Work instructions: Stopping right after the line with "Ok(attribute)", please reproduce the material below exactly from its first line.

Input for this task:

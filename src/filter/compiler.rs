//! Expression to filter part compilation.
//!
//! Every node compiles to one of five shapes:
//! - a constant, folded at compile time,
//! - a dynamic value that only the request can supply (paths outside
//!   `object`, volatile functions), evaluated in-process at merge time,
//! - an attribute of the row,
//! - a computed backend expression over attributes,
//! - a predicate.
//!
//! Whenever a dynamic value has to be rendered by the backend, the part is
//! wrapped in a [`FilterPartGenerator`] that evaluates the value against the
//! request and renders it then. Such parts are rendered once at compile
//! time with NULL in place of the dynamic values so that constructs the
//! backend cannot express fail during compilation, not during merge.

use super::dialect::{FilterDialect, Term};
use super::part::{FilterPart, FilterPartGenerator};
use super::request::ExpressionQueryRequest;
use super::schema::AttributeDefinition;
use crate::error::{CompileError, CompileErrorKind, MergeError, MergeResult};
use crate::expression::{
    is_object_path, BinaryOperator, Expression, UnaryOperator, OBJECT_ROOT,
};
use crate::value::{Value, ValueType};
use std::sync::Arc;

type CompileStep<T> = Result<T, CompileErrorKind>;

/// Map an `object.*` path to the backend attribute it names
pub fn resolve_attribute<'d>(
    dialect: &'d dyn FilterDialect,
    path: &str,
    expected: ValueType,
) -> CompileStep<&'d AttributeDefinition> {
    let name = path
        .strip_prefix(OBJECT_ROOT)
        .and_then(|rest| rest.strip_prefix('.'))
        .filter(|name| !name.is_empty())
        .ok_or_else(|| CompileErrorKind::UnknownAttribute(path.to_string()))?;
    let attribute = dialect
        .attribute(name)
        .ok_or_else(|| CompileErrorKind::UnknownAttribute(path.to_string()))?;

    if !expected.is_compatible_with(attribute.value_type) {
        return Err(CompileErrorKind::IncompatibleType {
            attribute: path.to_string(),
            expected,
            actual: attribute.value_type,
        });
    }
    Ok(attribute)
}

/// Truth value of a constant in filter position; NULL never matches
fn truth_of(value: &Value) -> CompileStep<bool> {
    match value {
        Value::Boolean(b) => Ok(*b),
        Value::Null => Ok(false),
        other => Err(CompileErrorKind::Unsupported(format!(
            "{} value used as a predicate",
            other.value_type()
        ))),
    }
}

enum Compiled {
    Constant(Value),
    Dynamic(Arc<Expression>),
    Attribute(AttributeDefinition),
    Computed(FilterPart, ValueType),
    Predicate(FilterPart),
}

impl Compiled {
    /// Whether the node is known without touching the backend
    fn is_value(&self) -> bool {
        matches!(self, Compiled::Constant(_) | Compiled::Dynamic(_))
    }
}

#[derive(Clone)]
enum Slot {
    Ready(Term),
    Deferred(Arc<Expression>),
}

impl Slot {
    fn trial(&self) -> Term {
        match self {
            Slot::Ready(term) => term.clone(),
            Slot::Deferred(_) => Term::Value(Value::Null),
        }
    }
}

pub(crate) struct Compiler {
    dialect: Arc<dyn FilterDialect>,
    /// Source text, reported by errors raised at merge time
    provenance: String,
}

impl Compiler {
    pub(crate) fn new(dialect: Arc<dyn FilterDialect>, provenance: String) -> Self {
        Self {
            dialect,
            provenance,
        }
    }

    /// Compile an expression used as a filter condition
    pub(crate) fn compile_predicate(&self, expr: &Expression) -> CompileStep<FilterPart> {
        let compiled = self.compile(expr)?;
        self.into_predicate(compiled)
    }

    fn compile(&self, expr: &Expression) -> CompileStep<Compiled> {
        match expr {
            Expression::Literal { value, .. } => Ok(Compiled::Constant(value.clone())),

            Expression::Variable { path, expected } => {
                if is_object_path(path) {
                    let attribute = resolve_attribute(self.dialect.as_ref(), path, *expected)?;
                    Ok(Compiled::Attribute(attribute.clone()))
                } else {
                    Ok(Compiled::Dynamic(Arc::new(expr.clone())))
                }
            }

            Expression::Function {
                function, operands, ..
            } => {
                let args = operands
                    .iter()
                    .map(|operand| self.compile(operand))
                    .collect::<CompileStep<Vec<_>>>()?;
                if let Some(folded) = self.fold(expr, &args.iter().collect::<Vec<_>>())? {
                    return Ok(folded);
                }

                let slots = args
                    .into_iter()
                    .map(|arg| self.slot(arg))
                    .collect::<CompileStep<Vec<_>>>()?;
                let function = *function;
                let part = self.defer(slots, move |dialect, terms| dialect.function(function, terms))?;
                Ok(Compiled::Computed(part, function.output_type()))
            }

            Expression::UnaryOp { op, operand } => self.compile_unary(expr, *op, operand),

            Expression::BinaryOp { op, left, right } => match op {
                BinaryOperator::And | BinaryOperator::Or => self.compile_junction(expr, *op),
                op if op.is_comparison() => self.compile_comparison(expr, *op, left, right),
                _ => self.compile_arithmetic(expr, *op, left, right),
            },
        }
    }

    fn compile_unary(
        &self,
        expr: &Expression,
        op: UnaryOperator,
        operand: &Expression,
    ) -> CompileStep<Compiled> {
        let compiled = self.compile(operand)?;
        if let Some(folded) = self.fold(expr, &[&compiled])? {
            return Ok(folded);
        }

        match op {
            UnaryOperator::Not => {
                let predicate = self.into_predicate(compiled)?;
                Ok(Compiled::Predicate(self.dialect.negation(predicate)))
            }
            UnaryOperator::Negate => {
                let slots = vec![Slot::Ready(Term::Value(Value::Integer(0))), self.slot(compiled)?];
                let part = self.defer(slots, |dialect, terms| {
                    dialect.arithmetic(BinaryOperator::Sub, &terms[0], &terms[1])
                })?;
                Ok(Compiled::Computed(part, ValueType::Number))
            }
            UnaryOperator::IsNull | UnaryOperator::NotNull => {
                if matches!(compiled, Compiled::Predicate(_)) {
                    return Err(CompileErrorKind::Unsupported(format!(
                        "{} applied to a predicate",
                        op.as_str()
                    )));
                }
                let is_null = op == UnaryOperator::IsNull;
                let slots = vec![self.slot(compiled)?];
                let part = self.defer(slots, move |dialect, terms| {
                    dialect.null_check(&terms[0], is_null)
                })?;
                Ok(Compiled::Predicate(part))
            }
        }
    }

    fn compile_junction(&self, expr: &Expression, op: BinaryOperator) -> CompileStep<Compiled> {
        let mut operands = Vec::new();
        flatten(op, expr, &mut operands);
        let compiled = operands
            .into_iter()
            .map(|operand| self.compile(operand))
            .collect::<CompileStep<Vec<_>>>()?;
        if let Some(folded) = self.fold(expr, &compiled.iter().collect::<Vec<_>>())? {
            return Ok(folded);
        }

        // `false` absorbs a conjunction and `true` a disjunction
        let absorbing = op == BinaryOperator::Or;
        let mut parts = Vec::with_capacity(compiled.len());
        for node in compiled {
            match node {
                Compiled::Constant(value) => {
                    if truth_of(&value)? == absorbing {
                        return Ok(Compiled::Constant(Value::Boolean(absorbing)));
                    }
                }
                other => parts.push(self.into_predicate(other)?),
            }
        }

        if parts.len() == 1 {
            return Ok(Compiled::Predicate(parts.remove(0)));
        }
        Ok(Compiled::Predicate(self.dialect.junction(op, parts)))
    }

    fn compile_comparison(
        &self,
        expr: &Expression,
        op: BinaryOperator,
        left: &Expression,
        right: &Expression,
    ) -> CompileStep<Compiled> {
        let left = self.compile(left)?;
        let right = self.compile(right)?;
        if let Some(folded) = self.fold(expr, &[&left, &right])? {
            return Ok(folded);
        }

        // Keep the backend term on the left
        let (op, left, right) = if left.is_value() {
            let flipped = match op {
                BinaryOperator::ContainsOneOf | BinaryOperator::ContainsNone => Some(op),
                _ => op.flip(),
            }
            .ok_or_else(|| {
                CompileErrorKind::Unsupported(format!(
                    "'{}' with the attribute on the right-hand side",
                    op.as_str()
                ))
            })?;
            (flipped, right, left)
        } else {
            (op, left, right)
        };

        let slots = vec![self.slot(left)?, self.slot(right)?];
        let part = self.defer(slots, move |dialect, terms| {
            dialect.comparison(op, &terms[0], &terms[1])
        })?;
        Ok(Compiled::Predicate(part))
    }

    fn compile_arithmetic(
        &self,
        expr: &Expression,
        op: BinaryOperator,
        left: &Expression,
        right: &Expression,
    ) -> CompileStep<Compiled> {
        let left = self.compile(left)?;
        let right = self.compile(right)?;
        if let Some(folded) = self.fold(expr, &[&left, &right])? {
            return Ok(folded);
        }

        let slots = vec![self.slot(left)?, self.slot(right)?];
        let textual = op == BinaryOperator::Add
            && slots
                .iter()
                .any(|slot| matches!(slot, Slot::Ready(term) if term.value_type() == ValueType::String));
        let part = self.defer(slots, move |dialect, terms| {
            dialect.arithmetic(op, &terms[0], &terms[1])
        })?;
        let value_type = if textual {
            ValueType::String
        } else {
            ValueType::Number
        };
        Ok(Compiled::Computed(part, value_type))
    }

    /// Fold a node whose operands need no backend: constants are evaluated
    /// now, anything involving the request is evaluated at merge time
    fn fold(&self, expr: &Expression, args: &[&Compiled]) -> CompileStep<Option<Compiled>> {
        if !args.iter().all(|arg| arg.is_value()) {
            return Ok(None);
        }
        if expr.is_constant() && args.iter().all(|arg| matches!(arg, Compiled::Constant(_))) {
            let value = ExpressionQueryRequest::new()
                .evaluate(expr)
                .map_err(|e| CompileErrorKind::InvalidLiteral(format!("{}: {}", expr, e)))?;
            return Ok(Some(Compiled::Constant(value)));
        }
        Ok(Some(Compiled::Dynamic(Arc::new(expr.clone()))))
    }

    fn slot(&self, compiled: Compiled) -> CompileStep<Slot> {
        match compiled {
            Compiled::Constant(value) => Ok(Slot::Ready(Term::Value(value))),
            Compiled::Dynamic(expr) => Ok(Slot::Deferred(expr)),
            Compiled::Attribute(attribute) => Ok(Slot::Ready(Term::Attribute(attribute))),
            Compiled::Computed(part, value_type) => Ok(Slot::Ready(Term::Computed(part, value_type))),
            Compiled::Predicate(_) => Err(CompileErrorKind::Unsupported(
                "predicate used as a value".to_string(),
            )),
        }
    }

    fn into_predicate(&self, compiled: Compiled) -> CompileStep<FilterPart> {
        match compiled {
            Compiled::Predicate(part) => Ok(part),
            Compiled::Constant(value) => Ok(self.dialect.truth(truth_of(&value)?)),
            Compiled::Dynamic(expr) => self.defer(vec![Slot::Deferred(expr)], |dialect, terms| {
                match &terms[0] {
                    Term::Value(value) => Ok(dialect.truth(truth_of(value)?)),
                    _ => Err(CompileErrorKind::Unsupported(
                        "backend term used as a deferred predicate".to_string(),
                    )),
                }
            }),
            Compiled::Attribute(attribute) => {
                if !ValueType::Boolean.is_compatible_with(attribute.value_type) {
                    return Err(CompileErrorKind::IncompatibleType {
                        attribute: format!("{}.{}", OBJECT_ROOT, attribute.name),
                        expected: ValueType::Boolean,
                        actual: attribute.value_type,
                    });
                }
                // A bare boolean attribute means `attr = true`
                self.dialect.comparison(
                    BinaryOperator::Eq,
                    &Term::Attribute(attribute),
                    &Term::Value(Value::Boolean(true)),
                )
            }
            Compiled::Computed(part, value_type) => {
                if !ValueType::Boolean.is_compatible_with(value_type) {
                    return Err(CompileErrorKind::Unsupported(format!(
                        "{} expression used as a predicate",
                        value_type
                    )));
                }
                self.dialect.comparison(
                    BinaryOperator::Eq,
                    &Term::Computed(part, value_type),
                    &Term::Value(Value::Boolean(true)),
                )
            }
        }
    }

    /// Render now when every operand is known, otherwise defer to merge time
    fn defer<F>(&self, slots: Vec<Slot>, render: F) -> CompileStep<FilterPart>
    where
        F: Fn(&dyn FilterDialect, &[Term]) -> CompileStep<FilterPart> + Send + Sync + 'static,
    {
        let trial: Vec<Term> = slots.iter().map(Slot::trial).collect();
        let rendered = render(self.dialect.as_ref(), &trial)?;
        if slots.iter().all(|slot| matches!(slot, Slot::Ready(_))) {
            return Ok(rendered);
        }

        let dialect = Arc::clone(&self.dialect);
        let provenance = self.provenance.clone();
        Ok(FilterPart::deferred(FilterPartGenerator::new(
            move |request: &ExpressionQueryRequest| {
                let terms = slots
                    .iter()
                    .map(|slot| match slot {
                        Slot::Ready(term) => Ok(term.clone()),
                        Slot::Deferred(expr) => request.evaluate(expr).map(Term::Value).map_err(
                            |source| MergeError::Evaluation {
                                expression: expr.to_string(),
                                source,
                            },
                        ),
                    })
                    .collect::<MergeResult<Vec<_>>>()?;
                render(dialect.as_ref(), &terms).map_err(|kind| {
                    MergeError::Render(CompileError::new(dialect.name(), provenance.clone(), kind))
                })
            },
        )))
    }
}

/// Collect the operands of a chain of the same junction operator
fn flatten<'e>(op: BinaryOperator, expr: &'e Expression, out: &mut Vec<&'e Expression>) {
    match expr {
        Expression::BinaryOp {
            op: inner,
            left,
            right,
        } if *inner == op => {
            flatten(op, left, out);
            flatten(op, right, out);
        }
        other => out.push(other),
    }
}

Result of the exercise:
filename src/filter/compiler.rs
//! Expression to filter part compilation.
//!
//! Every node compiles to one of five shapes:
//! - a constant, folded at compile time,
//! - a dynamic value that only the request can supply (paths outside
//!   `object`, volatile functions), evaluated in-process at merge time,
//! - an attribute of the row,
//! - a computed backend expression over attributes,
//! - a predicate.
//!
//! Whenever a dynamic value has to be rendered by the backend, the part is
//! wrapped in a [`FilterPartGenerator`] that evaluates the value against the
//! request and renders it then. Such parts are rendered once at compile
//! time with NULL in place of the dynamic values so that constructs the
//! backend cannot express fail during compilation, not during merge.

use super::dialect::{FilterDialect, Term};
use super::part::{FilterPart, FilterPartGenerator};
use super::request::ExpressionQueryRequest;
use super::schema::AttributeDefinition;
use crate::error::{CompileError, CompileErrorKind, MergeError, MergeResult};
use crate::expression::{
    is_object_path, BinaryOperator, Expression, UnaryOperator, OBJECT_ROOT,
};
use crate::value::{Value, ValueType};
use std::sync::Arc;

type CompileStep<T> = Result<T, CompileErrorKind>;

/// Map an `object.*` path to the backend attribute it names
pub fn resolve_attribute<'d>(
    dialect: &'d dyn FilterDialect,
    path: &str,
    expected: ValueType,
) -> CompileStep<&'d AttributeDefinition> {
    let name = path
        .strip_prefix(OBJECT_ROOT)
        .and_then(|rest| rest.strip_prefix('.'))
        .filter(|name| !name.is_empty())
        .ok_or_else(|| CompileErrorKind::UnknownAttribute(path.to_string()))?;
    let attribute = dialect
        .attribute(name)
        .ok_or_else(|| CompileErrorKind::UnknownAttribute(path.to_string()))?;

    if !expected.is_compatible_with(attribute.value_type) {
        return Err(CompileErrorKind::IncompatibleType {
            attribute: path.to_string(),
            expected,
            actual: attribute.value_type,
        });
    }
    Ok(attribute)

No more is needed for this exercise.